09/01/2018

Com ressalvas, Justiça homologa plano de recuperação da Oi

Fonte: Consultor Jurídico

O plano de recuperação judicial da Oi foi homologado, com ressalvas, nesta
segunda-feira (8/1) pelo juízo da 7ª Vara Empresarial do Rio de Janeiro.
Entre os vetos ao texto aprovado pelos credores em 20 de dezembro do
ano passado estão a proibição de as recuperandas escolherem se vão
reembolsar ou não pelas despesas dos financiadores para compensação
dos créditos e a extensão do pagamento da taxa de compromisso a todos
os envolvidos.
“A decisão de homologação deve ser imediata não apenas por força da lei,
mas porque milhares de credores terão seus créditos satisfeitos mais
rapidamente, lembrando que os credores que mediaram com o Grupo OI,
que são mais de 30 mil, receberão o saldo residual em até 10 dias depois da
homologação; e os credores trabalhistas começarão a receber em 180 dias
contados da homologação”, disse o juiz Fernando Cesar Ferreira Viana na
decisão.
O plano foi aprovado pelos credores no dia 20 de dezembro de 2017, após
mais de 15 horas de discussões. A Agência Nacional de Telecomunicações
(Anatel) votou contra o texto por entender que o parcelamento das multas
que a Oi lhe deve é ilegal.
A agência reguladora argumentou em seu voto que penalidade não é
crédito, conforme o artigo 41 da Lei da Recuperação Judicial e Falência, e
que não existe previsão legal autorizando esse parcelamento. A Oi deve R$
14,5 bilhões à Anatel. Desse valor, R$ 8,4 bilhões estão na Advocacia-Geral
da União, na fase de execução, pois já transitaram em julgado.
Os outros R$ 6,1 bilhões entram na modalidade de pagamento geral.
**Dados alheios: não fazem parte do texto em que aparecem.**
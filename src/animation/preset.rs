use std::time::Duration;

use crate::animation::kind::AnimationKind;
use crate::foundation::error::{StoryError, StoryResult};

/// Resolved animation: what moves, and how long one loop lasts.
#[derive(Clone, Copy, Debug, PartialEq, Eq)]
pub struct AnimationSpec {
    /// Animation kind.
    pub kind: AnimationKind,
    /// Loop duration, always non-zero.
    pub duration: Duration,
}

impl AnimationSpec {
    /// Create a validated spec.
    pub fn new(kind: AnimationKind, duration: Duration) -> StoryResult<Self> {
        if duration.is_zero() {
            return Err(StoryError::validation("animation duration must be > 0"));
        }
        Ok(Self { kind, duration })
    }
}

/// Named bundle of kind + duration offered to the user.
#[derive(Clone, Copy, Debug, PartialEq, Eq)]
pub struct Preset {
    /// Stable identifier.
    pub id: &'static str,
    /// Display label.
    pub label: &'static str,
    /// One-line description.
    pub description: &'static str,
    /// Animation kind.
    pub kind: AnimationKind,
    /// Loop duration in milliseconds.
    pub duration_ms: u64,
}

impl Preset {
    /// Preset as a resolved spec.
    pub fn spec(&self) -> AnimationSpec {
        AnimationSpec {
            kind: self.kind,
            duration: Duration::from_millis(self.duration_ms),
        }
    }
}

/// Fixed preset catalog.
pub const PRESETS: [Preset; 5] = [
    Preset {
        id: "cinematic",
        label: "Cinematic",
        description: "Slow zoom with elegant feel",
        kind: AnimationKind::ZoomIn,
        duration_ms: 10_000,
    },
    Preset {
        id: "hype",
        label: "Hype / Pop",
        description: "Fast cuts and energetic pulse",
        kind: AnimationKind::Pop,
        duration_ms: 5_000,
    },
    Preset {
        id: "showcase",
        label: "Showcase",
        description: "Panoramic view of the product",
        kind: AnimationKind::PanLeftRight,
        duration_ms: 7_000,
    },
    Preset {
        id: "minimal",
        label: "Minimal",
        description: "Subtle breathing effect",
        kind: AnimationKind::Breathe,
        duration_ms: 7_000,
    },
    Preset {
        id: "dynamic",
        label: "Dynamic",
        description: "Active movement and rotation",
        kind: AnimationKind::ZoomRotate,
        duration_ms: 5_000,
    },
];

/// Preset selected when nothing else is chosen.
pub const DEFAULT_PRESET_ID: &str = "cinematic";

/// Preset whose text overlay is typed out instead of faded up.
pub const TYPEWRITER_PRESET_ID: &str = "hype";

/// Loop durations offered for manual selection, in milliseconds.
pub const DURATION_CHOICES_MS: [u64; 4] = [5_000, 7_000, 10_000, 15_000];

/// Look up a preset by id.
pub fn preset_by_id(id: &str) -> Option<&'static Preset> {
    PRESETS.iter().find(|p| p.id == id)
}

/// Active preset plus optional manual overrides.
///
/// Manual kind and duration, once set, win over the preset until a new preset is chosen.
#[derive(Clone, Debug, PartialEq, Eq)]
pub struct AnimationSelection {
    active_preset: String,
    manual_kind: Option<AnimationKind>,
    manual_duration: Option<Duration>,
}

impl Default for AnimationSelection {
    fn default() -> Self {
        Self {
            active_preset: DEFAULT_PRESET_ID.to_owned(),
            manual_kind: None,
            manual_duration: None,
        }
    }
}

impl AnimationSelection {
    /// Selection starting from `preset_id`.
    ///
    /// Unknown ids are kept as-is and resolve through the fallback in [`Self::spec`].
    pub fn with_preset(preset_id: impl Into<String>) -> Self {
        Self {
            active_preset: preset_id.into(),
            manual_kind: None,
            manual_duration: None,
        }
    }

    /// Choose a preset; clears any manual override.
    pub fn choose_preset(&mut self, preset_id: impl Into<String>) {
        self.active_preset = preset_id.into();
        self.manual_kind = None;
        self.manual_duration = None;
    }

    /// Override the kind independently of the preset.
    pub fn set_manual_kind(&mut self, kind: AnimationKind) {
        self.manual_kind = Some(kind);
    }

    /// Override the loop duration independently of the preset.
    pub fn set_manual_duration(&mut self, duration: Duration) -> StoryResult<()> {
        if duration.is_zero() {
            return Err(StoryError::validation("manual duration must be > 0"));
        }
        self.manual_duration = Some(duration);
        Ok(())
    }

    /// Id of the active preset.
    pub fn active_preset_id(&self) -> &str {
        &self.active_preset
    }

    /// Manual kind, if touched.
    pub fn manual_kind(&self) -> Option<AnimationKind> {
        self.manual_kind
    }

    /// Resolve to a spec.
    ///
    /// An unknown preset id resolves to [`AnimationKind::Unknown`] with the default preset's
    /// duration, unless manual values cover both.
    pub fn spec(&self) -> AnimationSpec {
        let base = preset_by_id(&self.active_preset)
            .map(Preset::spec)
            .unwrap_or_else(|| AnimationSpec {
                kind: AnimationKind::Unknown,
                duration: Duration::from_millis(PRESETS[0].duration_ms),
            });
        AnimationSpec {
            kind: self.manual_kind.unwrap_or(base.kind),
            duration: self.manual_duration.unwrap_or(base.duration),
        }
    }
}

#[cfg(test)]
#[path = "../../tests/unit/animation/preset.rs"]
mod tests;
/// Convenience result type used across storyloop.
pub type StoryResult<T> = Result<T, StoryError>;

/// Top-level error taxonomy used by engine APIs.
#[derive(thiserror::Error, Debug)]
pub enum StoryError {
    /// Invalid user-provided or story document data.
    #[error("validation error: {0}")]
    Validation(String),

    /// No capture API or no acceptable container/codec is available.
    #[error("unsupported platform: {0}")]
    UnsupportedPlatform(String),

    /// The source bitmap could not be decoded.
    #[error("image load error: {0}")]
    ImageLoad(String),

    /// The audio track could not be fetched or decoded for export.
    #[error("audio decode error: {0}")]
    AudioDecode(String),

    /// Encoder construction or runtime failure.
    #[error("encoder error: {0}")]
    Encoder(String),

    /// Errors while drawing a frame.
    #[error("render error: {0}")]
    Render(String),

    /// Wrapped lower-level error from dependencies or IO.
    #[error(transparent)]
    Other(#[from] anyhow::Error),
}

impl StoryError {
    /// Build a [`StoryError::Validation`] value.
    pub fn validation(msg: impl Into<String>) -> Self {
        Self::Validation(msg.into())
    }

    /// Build a [`StoryError::UnsupportedPlatform`] value.
    pub fn unsupported(msg: impl Into<String>) -> Self {
        Self::UnsupportedPlatform(msg.into())
    }

    /// Build a [`StoryError::ImageLoad`] value.
    pub fn image_load(msg: impl Into<String>) -> Self {
        Self::ImageLoad(msg.into())
    }

    /// Build a [`StoryError::AudioDecode`] value.
    pub fn audio_decode(msg: impl Into<String>) -> Self {
        Self::AudioDecode(msg.into())
    }

    /// Build a [`StoryError::Encoder`] value.
    pub fn encoder(msg: impl Into<String>) -> Self {
        Self::Encoder(msg.into())
    }

    /// Build a [`StoryError::Render`] value.
    pub fn render(msg: impl Into<String>) -> Self {
        Self::Render(msg.into())
    }
}

#[cfg(test)]
#[path = "../../tests/unit/foundation/error.rs"]
mod tests;
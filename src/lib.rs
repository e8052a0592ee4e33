//! storyloop renders looping story videos from a single image.
//!
//! A background image gets an animated camera move, a text overlay gets its own reveal, and
//! exactly one loop can be captured into an MP4 or WebM file with an optional audio track.
//!
//! - Load a [`StoryDocument`] or build the pieces directly
//! - Drive a [`StoryViewer`] with a [`FrameScheduler`] for preview
//! - Run an [`ExportPipeline`] against a [`CaptureBackend`] to save one loop
#![forbid(unsafe_code)]
#![deny(missing_docs)]

/// Animation kinds, presets, and per-frame resolution.
pub mod animation;
/// Image, font, and color assets.
pub mod assets;
/// Preview audio sync and export audio preparation.
pub mod audio;
/// JSON story documents.
pub mod config;
/// Preview sinks and capture encoders.
pub mod encode;
/// One-loop video export.
pub mod export;
/// Shared value types and errors.
pub mod foundation;
/// Word wrap and overlay placement.
pub mod layout;
/// Clock, scheduling, and playback state.
pub mod playback;
/// Frame rendering.
pub mod render;
/// The interactive story viewer.
pub mod viewer;

pub use crate::animation::kind::AnimationKind;
pub use crate::animation::preset::{AnimationSelection, AnimationSpec, PRESETS, Preset};
pub use crate::animation::resolve::{RevealState, TextMotion, Transform};
pub use crate::assets::decode::SourceImage;
pub use crate::assets::text::FontBook;
pub use crate::audio::sync::{AudioElement, AudioSyncConfig, AudioSyncController};
pub use crate::config::StoryDocument;
pub use crate::encode::ffmpeg::FfmpegCapture;
pub use crate::encode::sink::{
    CaptureBackend, EncodedBlob, EncoderHandle, FrameSink, InMemoryCapture, InMemorySink,
    SinkConfig, StreamSpec,
};
pub use crate::export::download::Downloads;
pub use crate::export::pipeline::{
    CollectingNotifier, ExportPhase, ExportPipeline, ExportReport, ExportSettings, LogNotifier,
    Notifier,
};
pub use crate::foundation::core::{Canvas, Fps, FrameIndex, Progress, Rgba8Premul};
pub use crate::foundation::error::{StoryError, StoryResult};
pub use crate::layout::anchor::{Anchor, BoundingBox, TextOverlay, TextStyle};
pub use crate::playback::schedule::{FrameScheduler, RealtimeScheduler, VirtualScheduler};
pub use crate::playback::state::PlaybackState;
pub use crate::render::backend::FrameRGBA;
pub use crate::render::cpu::{FrameRenderer, RendererOpts};
pub use crate::viewer::StoryViewer;
use super::*;

#[test]
fn catalog_has_five_unique_presets() {
    assert_eq!(PRESETS.len(), 5);
    for (i, a) in PRESETS.iter().enumerate() {
        for b in &PRESETS[i + 1..] {
            assert_ne!(a.id, b.id);
        }
    }
    assert!(preset_by_id(DEFAULT_PRESET_ID).is_some());
    assert!(preset_by_id(TYPEWRITER_PRESET_ID).is_some());
}

#[test]
fn default_selection_is_cinematic() {
    let sel = AnimationSelection::default();
    let spec = sel.spec();
    assert_eq!(spec.kind, AnimationKind::ZoomIn);
    assert_eq!(spec.duration, Duration::from_secs(10));
}

#[test]
fn manual_values_win_until_new_preset() {
    let mut sel = AnimationSelection::with_preset("showcase");
    sel.set_manual_kind(AnimationKind::Tilt);
    sel.set_manual_duration(Duration::from_secs(15)).unwrap();
    assert_eq!(
        sel.spec(),
        AnimationSpec {
            kind: AnimationKind::Tilt,
            duration: Duration::from_secs(15)
        }
    );

    sel.choose_preset("dynamic");
    assert_eq!(sel.spec().kind, AnimationKind::ZoomRotate);
    assert_eq!(sel.spec().duration, Duration::from_secs(5));
    assert_eq!(sel.manual_kind(), None);
}

#[test]
fn manual_duration_alone_keeps_preset_kind() {
    let mut sel = AnimationSelection::with_preset("minimal");
    sel.set_manual_duration(Duration::from_secs(5)).unwrap();
    assert_eq!(sel.spec().kind, AnimationKind::Breathe);
    assert_eq!(sel.spec().duration, Duration::from_secs(5));
}

#[test]
fn zero_durations_are_rejected() {
    let mut sel = AnimationSelection::default();
    assert!(sel.set_manual_duration(Duration::ZERO).is_err());
    assert!(AnimationSpec::new(AnimationKind::Fade, Duration::ZERO).is_err());
}

#[test]
fn unknown_preset_resolves_to_identity_kind() {
    let sel = AnimationSelection::with_preset("does-not-exist");
    assert_eq!(sel.spec().kind, AnimationKind::Unknown);
    assert!(!sel.spec().duration.is_zero());
}
//! Drop shadow and coverage-mask compositing for overlay text.
//!
//! Text is rasterized once into an 8-bit coverage mask. The shadow is that mask blurred with a
//! separable Q16 gaussian; both are composited onto the frame as solid premultiplied colors.

use crate::foundation::core::{Rgba8Premul, Vec2};
use crate::foundation::error::{StoryError, StoryResult};
use crate::foundation::math::mul_div255_u8;

/// Canvas-style drop shadow.
#[derive(Clone, Copy, Debug, PartialEq)]
pub struct DropShadow {
    /// Shadow color, premultiplied.
    pub color: Rgba8Premul,
    /// Canvas `shadowBlur` value; the gaussian sigma is half of it.
    pub blur: f32,
    /// Shadow offset in pixels.
    pub offset: Vec2,
}

impl DropShadow {
    /// Shadow used under overlay text: black at 80%, blur 20, 4px down.
    pub fn overlay() -> Self {
        Self {
            color: Rgba8Premul::from_straight_rgba(0, 0, 0, 204),
            blur: 20.0,
            offset: Vec2::new(0.0, 4.0),
        }
    }

    /// Gaussian standard deviation.
    pub fn sigma(&self) -> f32 {
        self.blur / 2.0
    }

    /// Kernel half-width, three sigmas.
    pub fn radius(&self) -> u32 {
        (self.sigma() * 3.0).ceil().max(0.0) as u32
    }
}

/// Reusable blur state: cached kernel plus scratch rows.
#[derive(Debug, Default)]
pub struct ShadowBlur {
    kernel: Vec<u32>,
    kernel_key: Option<(u32, u32)>,
    tmp: Vec<u8>,
}

impl ShadowBlur {
    /// Blur `mask` (`width x height`, one byte per pixel) into `out`.
    pub fn blur_mask(
        &mut self,
        mask: &[u8],
        out: &mut Vec<u8>,
        width: u32,
        height: u32,
        shadow: &DropShadow,
    ) -> StoryResult<()> {
        let expected = (width as usize).saturating_mul(height as usize);
        if mask.len() != expected {
            return Err(StoryError::render("shadow mask size mismatch"));
        }
        let key = (shadow.radius(), shadow.sigma().to_bits());
        if self.kernel_key != Some(key) {
            self.kernel = gaussian_kernel_q16(key.0, shadow.sigma())?;
            self.kernel_key = Some(key);
        }
        out.clear();
        out.resize(expected, 0);
        self.tmp.clear();
        self.tmp.resize(expected, 0);
        if self.kernel.len() == 1 {
            out.copy_from_slice(mask);
            return Ok(());
        }
        horizontal_blur_q16(mask, &mut self.tmp, width, height, &self.kernel);
        vertical_blur_q16(&self.tmp, out, width, height, &self.kernel);
        Ok(())
    }
}

/// Normalized gaussian weights in Q16; they sum to exactly `1 << 16`.
pub(crate) fn gaussian_kernel_q16(radius: u32, sigma: f32) -> StoryResult<Vec<u32>> {
    if radius == 0 {
        return Ok(vec![1 << 16]);
    }
    if !sigma.is_finite() || sigma <= 0.0 {
        return Err(StoryError::validation("blur sigma must be finite and > 0"));
    }

    let r = radius as i32;
    let sigma = f64::from(sigma);
    let denom = 2.0 * sigma * sigma;
    let weights_f: Vec<f64> = (-r..=r)
        .map(|i| {
            let x = f64::from(i);
            (-x * x / denom).exp()
        })
        .collect();
    let sum: f64 = weights_f.iter().sum();
    if sum <= 0.0 {
        return Err(StoryError::render("gaussian kernel sum is zero"));
    }

    let mut weights = Vec::<u32>::with_capacity(weights_f.len());
    let mut acc: i64 = 0;
    for &wf in &weights_f {
        let q = ((wf / sum) * 65536.0).round() as i64;
        let q = q.clamp(0, 65536);
        weights.push(q as u32);
        acc += q;
    }
    let delta = 65536 - acc;
    if delta != 0 {
        let mid = weights.len() / 2;
        weights[mid] = (i64::from(weights[mid]) + delta).clamp(0, 65536) as u32;
    }
    Ok(weights)
}

fn horizontal_blur_q16(src: &[u8], dst: &mut [u8], width: u32, height: u32, k: &[u32]) {
    let radius = (k.len() / 2) as i32;
    let w = width as i32;
    for y in 0..height as i32 {
        let row = (y * w) as usize;
        for x in 0..w {
            let mut acc = 0u64;
            for (ki, &kw) in k.iter().enumerate() {
                let sx = (x + ki as i32 - radius).clamp(0, w - 1);
                acc += u64::from(kw) * u64::from(src[row + sx as usize]);
            }
            dst[row + x as usize] = q16_to_u8(acc);
        }
    }
}

fn vertical_blur_q16(src: &[u8], dst: &mut [u8], width: u32, height: u32, k: &[u32]) {
    let radius = (k.len() / 2) as i32;
    let w = width as i32;
    let h = height as i32;
    for y in 0..h {
        for x in 0..w {
            let mut acc = 0u64;
            for (ki, &kw) in k.iter().enumerate() {
                let sy = (y + ki as i32 - radius).clamp(0, h - 1);
                acc += u64::from(kw) * u64::from(src[(sy * w + x) as usize]);
            }
            dst[(y * w + x) as usize] = q16_to_u8(acc);
        }
    }
}

fn q16_to_u8(acc: u64) -> u8 {
    ((acc + 32768) >> 16).min(255) as u8
}

/// Composite a solid `color` through `mask` onto premultiplied RGBA8 `dst`.
///
/// The mask's top-left lands at `(at_x, at_y)`; parts outside `dst` are clipped.
#[allow(clippy::too_many_arguments)]
pub fn composite_mask_over(
    dst: &mut [u8],
    dst_width: u32,
    dst_height: u32,
    mask: &[u8],
    mask_width: u32,
    mask_height: u32,
    at_x: i32,
    at_y: i32,
    color: Rgba8Premul,
) {
    if color.a == 0 {
        return;
    }
    let dw = dst_width as i32;
    let dh = dst_height as i32;
    for my in 0..mask_height as i32 {
        let y = at_y + my;
        if y < 0 || y >= dh {
            continue;
        }
        for mx in 0..mask_width as i32 {
            let x = at_x + mx;
            if x < 0 || x >= dw {
                continue;
            }
            let cov = u16::from(mask[(my * mask_width as i32 + mx) as usize]);
            if cov == 0 {
                continue;
            }
            let sa = mul_div255_u8(u16::from(color.a), cov);
            if sa == 0 {
                continue;
            }
            let src = [
                mul_div255_u8(u16::from(color.r), cov),
                mul_div255_u8(u16::from(color.g), cov),
                mul_div255_u8(u16::from(color.b), cov),
                sa,
            ];
            let inv = 255u16 - u16::from(sa);
            let idx = ((y * dw + x) as usize) * 4;
            let d = &mut dst[idx..idx + 4];
            for c in 0..4 {
                d[c] = src[c].saturating_add(mul_div255_u8(u16::from(d[c]), inv));
            }
        }
    }
}

/// Extract the alpha channel of premultiplied RGBA8 as a coverage mask.
pub fn alpha_mask(rgba: &[u8], out: &mut Vec<u8>) {
    out.clear();
    out.extend(rgba.chunks_exact(4).map(|px| px[3]));
}

#[cfg(test)]
#[path = "../../tests/unit/render/shadow.rs"]
mod tests;
use std::time::Duration;

use super::*;
use crate::assets::decode::SourceImage;
use crate::assets::text::FontBook;
use crate::encode::sink::InMemoryCapture;
use crate::export::mime::{MIME_PREFERENCES, NO_FORMAT_ALERT};
use crate::foundation::core::Canvas;
use crate::playback::schedule::VirtualScheduler;
use crate::playback::state::PlaybackState;
use crate::render::cpu::{FrameRenderer, RendererOpts};

fn scratch_dir(name: &str) -> PathBuf {
    let dir = std::env::temp_dir().join(format!("storyloop_export_{name}_{}", std::process::id()));
    let _ = std::fs::remove_dir_all(&dir);
    dir
}

fn viewer() -> StoryViewer<VirtualScheduler> {
    let opts = RendererOpts {
        canvas: Canvas {
            width: 18,
            height: 32,
        },
        ..RendererOpts::default()
    };
    let renderer = FrameRenderer::new(opts, FontBook::new()).unwrap();
    let mut v = StoryViewer::new(
        VirtualScheduler::new(DEFAULT_EXPORT_FPS.frame_interval()),
        renderer,
    );
    let mut png = Vec::new();
    image::RgbaImage::from_pixel(4, 4, image::Rgba([250, 200, 10, 255]))
        .write_to(&mut std::io::Cursor::new(&mut png), image::ImageFormat::Png)
        .unwrap();
    v.set_image(SourceImage::from_bytes(png).unwrap());
    v.set_manual_duration(Duration::from_secs(1)).unwrap();
    v
}

fn pipeline(
    backend: InMemoryCapture,
    dir: &std::path::Path,
) -> ExportPipeline<InMemoryCapture, CollectingNotifier> {
    ExportPipeline::new(
        backend,
        CollectingNotifier::default(),
        Downloads::new(dir),
        ExportSettings::default(),
    )
}

#[test]
fn exports_one_loop_and_resumes_playing() {
    let dir = scratch_dir("ok");
    let backend = InMemoryCapture::new(["video/webm;codecs=vp9"]);
    let log = backend.log();
    let mut p = pipeline(backend, &dir);
    let mut v = viewer();

    let report = p.export(&mut v).unwrap();
    assert_eq!(report.mime, "video/webm;codecs=vp9");
    assert_eq!(report.frames, 30);
    assert!(!report.with_audio);
    assert!(report.path.exists());
    assert_eq!(report.path.extension().and_then(|e| e.to_str()), Some("webm"));
    assert_eq!(p.phase(), ExportPhase::Idle);
    assert!(p.notifier().messages().is_empty());
    assert_eq!(v.state(), &PlaybackState::Playing);

    let log = log.lock().unwrap();
    assert!(log.stopped);
    let spec = log.spec.as_ref().unwrap();
    assert_eq!((spec.width, spec.height), (18, 32));
    assert_eq!(spec.video_bits_per_second, 8_000_000);
    let _ = std::fs::remove_dir_all(&dir);
}

#[test]
fn unsupported_platform_changes_nothing() {
    let dir = scratch_dir("unsupported");
    let mut p = pipeline(InMemoryCapture::new(["video/ogg"]), &dir);
    let mut v = viewer();
    v.run_once();

    let err = p.export(&mut v).unwrap_err();
    assert!(matches!(err, StoryError::UnsupportedPlatform(_)));
    assert_eq!(p.notifier().messages(), [NO_FORMAT_ALERT]);
    assert_eq!(v.state(), &PlaybackState::Paused);
    assert_eq!(p.phase(), ExportPhase::Idle);
    assert!(!dir.exists());
}

#[test]
fn encoder_failure_cleans_up_and_alerts_once() {
    let dir = scratch_dir("fail");
    let backend = InMemoryCapture::new(MIME_PREFERENCES).failing_after(5);
    let log = backend.log();
    let mut p = pipeline(backend, &dir);
    let mut v = viewer();
    v.play();

    assert!(p.export(&mut v).is_err());
    assert_eq!(p.notifier().messages(), [EXPORT_FAILED_ALERT]);
    assert_eq!(p.phase(), ExportPhase::Failed);
    assert!(matches!(v.state(), PlaybackState::Failed(_)));
    assert!(!v.is_armed());
    assert!(log.lock().unwrap().aborted);
    assert!(!dir.exists());

    // a later attempt starts from Failed
    let ok = InMemoryCapture::new(MIME_PREFERENCES);
    let mut p = pipeline(ok, &dir);
    assert!(p.export(&mut v).is_ok());
    assert_eq!(v.state(), &PlaybackState::Playing);
    let _ = std::fs::remove_dir_all(&dir);
}

#[test]
fn missing_audio_degrades_to_video_only() {
    let dir = scratch_dir("audio");
    let mut p = ExportPipeline::new(
        InMemoryCapture::new(["video/mp4"]),
        CollectingNotifier::default(),
        Downloads::new(&dir),
        ExportSettings {
            audio: Some(dir.join("does-not-exist.mp3")),
            ..ExportSettings::default()
        },
    );
    let mut v = viewer();
    let report = p.export(&mut v).unwrap();
    assert!(!report.with_audio);
    assert_eq!(report.path.extension().and_then(|e| e.to_str()), Some("mp4"));
    assert!(p.notifier().messages().is_empty());
    let _ = std::fs::remove_dir_all(&dir);
}

#[test]
fn export_without_image_is_rejected_quietly() {
    let dir = scratch_dir("noimage");
    let mut p = pipeline(InMemoryCapture::new(MIME_PREFERENCES), &dir);
    let renderer = FrameRenderer::new(RendererOpts::default(), FontBook::new()).unwrap();
    let mut v = StoryViewer::new(VirtualScheduler::new(Duration::from_millis(10)), renderer);
    assert!(matches!(p.export(&mut v), Err(StoryError::Validation(_))));
    assert!(p.notifier().messages().is_empty());
}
A
carência para esses créditos é de 20 anos. Depois disso, o pagamento será
feito em cinco anos, com juros sendo quitados apenas no último ano. A
quantia será corrigida pela TR.
Números colossais
Com 55 mil credores e dívida de R$ 64 bilhões, a recuperação judicial da
Oi é a maior da história no Brasil. Segundo o presidente da empresa,
Eurico Teles, ela demonstrará se a Lei de Recuperação Judicial é eficaz.
O novo plano prevê que os credores possam deter até 75% do capital da
companhia e que a dívida financeira caia de R$ 49,4 bilhões para R$ 23,9
bilhões, convertendo parte das obrigações devidas em ações da empresa e
em novos títulos de dívida.
Se o plano for aprovado, a Oi poderá reduzir sua dívida e aumentar os
investimentos para voltar a crescer, disse Teles à ConJur. Os focos da
companhia serão a expansão de fibra ótica, o aumento da cobertura 4G e a
digitalização de processos internos e do atendimento aos consumidores.